Życie w szumie informacyjnym i ciągłym strachu przed odrzuceniem wydaje się naprawdę skomplikowane. Paradoksalnie, promowany przez naszą kulturę indywidualizm i powszechny dostęp do informacji sprawiają, że ciężko czuć się widzianym i zauważonym. Powierzchowne i interesowne kontakty są jedynie protezą zastępującą zdrowe relacje. Choć postawa wobec innych zależy od kultury, to globalizacja powoli zaciera te granice. W raporcie „FOMO. Polacy a lęk przed odłączeniem” z 2018 roku przeczytać możemy, że „jesteśmy przebodźcowani, przeinformowani, z jednoczesnym poczuciem niebycia na bieżąco, niedoinformowania, niebywania. Odnosimy wrażenie, że omija nas wszystko to, co dobre, ciekawe, wartościowe i ważne. Wypolerowane życie innych, pokazywane na mediach społecznościowych, staje się więc naszym niedościgłym i niespełnionym marzeniem”. Około 50-60% Polaków przyznaje, że media społecznościowe są dla nich narzędziem do regulacji emocji i ucieczką od codziennej nudy. Większa częstotliwość korzystania z mediów społecznościowych koreluje z obniżoną samooceną, a więc pogarsza już i tak spory problem.
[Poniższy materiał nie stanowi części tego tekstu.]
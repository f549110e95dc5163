//! Item retrieval and submission, scoped to the resolved vault.
//!
//! The list endpoint returns abbreviated records without tags or fields,
//! so [`ItemClient::get`] fetches every item's details before filtering.
//! Detail fetches run one after another, and the first failure aborts the
//! whole call.

use crate::client::{Api, ConnectClient, encode_segment};
use crate::document::Item;
use crate::error::ConnectError;
use crate::filter::{Filter, apply_filters};

/// Item operations for one vault.
#[derive(Debug, Clone, Copy)]
pub struct ItemClient<'a> {
    api: &'a Api,
    vault_id: &'a str,
}

impl ConnectClient {
    /// Item client for the resolved vault.
    pub fn items(&self) -> Result<ItemClient<'_>, ConnectError> {
        Ok(ItemClient {
            api: &self.api,
            vault_id: self.vault.id()?,
        })
    }
}

impl<'a> ItemClient<'a> {
    /// Id of the vault this client is scoped to.
    pub fn vault_id(&self) -> &'a str {
        self.vault_id
    }

    fn items_path(&self) -> String {
        format!("/vaults/{}/items", encode_segment(self.vault_id))
    }

    /// List item summaries in the vault.
    pub async fn list(&self) -> Result<Vec<Item>, ConnectError> {
        self.api.get(&self.items_path()).await
    }

    /// Fetch one item with all of its tags and fields.
    pub async fn get_details(&self, item_id: &str) -> Result<Item, ConnectError> {
        let path = format!("{}/{}", self.items_path(), encode_segment(item_id));
        self.api.get(&path).await
    }

    /// List the vault, expand every summary to its detailed record, then
    /// apply `filters` in order. Output keeps the listing order.
    pub async fn get(&self, filters: &[Filter]) -> Result<Vec<Item>, ConnectError> {
        let summaries = self.list().await?;
        tracing::debug!(
            vault_id = self.vault_id,
            count = summaries.len(),
            "fetching item details"
        );

        let mut detailed = Vec::with_capacity(summaries.len());
        for summary in &summaries {
            detailed.push(self.get_details(summary.id()).await?);
        }
        Ok(apply_filters(detailed, filters))
    }

    /// Submit a new item. Returns the document the server stored, which
    /// carries the server-assigned id.
    pub async fn add(&self, item: &Item) -> Result<Item, ConnectError> {
        self.api.post(&self.items_path(), item).await
    }
}

// ---------------------------------------------------------------------------
// Tests
// ---------------------------------------------------------------------------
Mimo to, aż 25% młodych użytkowników korzysta z mediów społecznościowych zaraz po przebudzeniu, 20% badanych robi to podczas posiłków, a 37% tuż przed zaśnięciem. Według autorów badania jednym z kluczowych powodów takiego stanu rzeczy jest desperacka potrzeba poczucia przynależności. Właśnie dlatego powinno nam zależeć na tym, aby otwarta postawa wobec innych postrzegana była jako zachowanie prozdrowotne.

Autorzy kończą raport kilkoma wnioskami i poradami kierowanymi do młodych osób. Podkreślają wagę relacji nawiązywanych i pielęgnowanych w życiu rzeczywistym. Doradzają, by z dużą dozą uważności dbać o równowagę między kreowaniem swojej tożsamości w sieci a budowaniem wspólnoty poza wirtualną rzeczywistością. Wobec tego warto pamiętać, że to specyficzna proporcja pomiędzy indywidualizmem a kolektywizmem wpływa na otwartość, tolerancyjność, poziom empatii czy ostatecznie sposób postrzegania samego siebie w danej społeczności. Tylko odpowiednia „harmonijna kompozycja” pozwoli nam bowiem pozostać odpornym na zgubne skutki kultury sukcesu, cyfrowego narcyzmu i autokreacji.

Literatura:
  • Infuture Hatalska Foresight Institute. “Gen Z. Jak zrozumieć pokolenie dziś i jutra.” Gdańsk (2019).
  • Jupowicz-Ginalska, A., “FOMO. Polacy a lęk przed odłączeniem–raport z badań.” Wydział Dziennikarstwa Informacji i Bibliologii UW (2018).
  • Kamieniecki, W., "Nastolatki 3.0 Wybrane wyniki ogólnopolskiego badania uczniów w szkołach." NASK (2016).
  • Mikołajewska, B., "Zjawisko wspólnoty." New Haven (1999).
  • Włodarczyk, E., "Indywidualizm kontra wspólnota." (2020).
  • Wróbel, M.. "Indywidualizm czy kolektywizm. Obecność elementów dyskursu indywidualizmu w postrzeganiu miłości i związków przez przedstawicieli pokolenia Z–wyniki badania jakościowego. "Academic Journal of Modern Philology (2021).
  • Van Stekelenburg, J,. "Collective identity.";The Wiley‐Blackwell encyclopedia of social and political movements" (2013).
  • Zając, M., "Nastolatki 3.0-nowy raport NASK." (2019).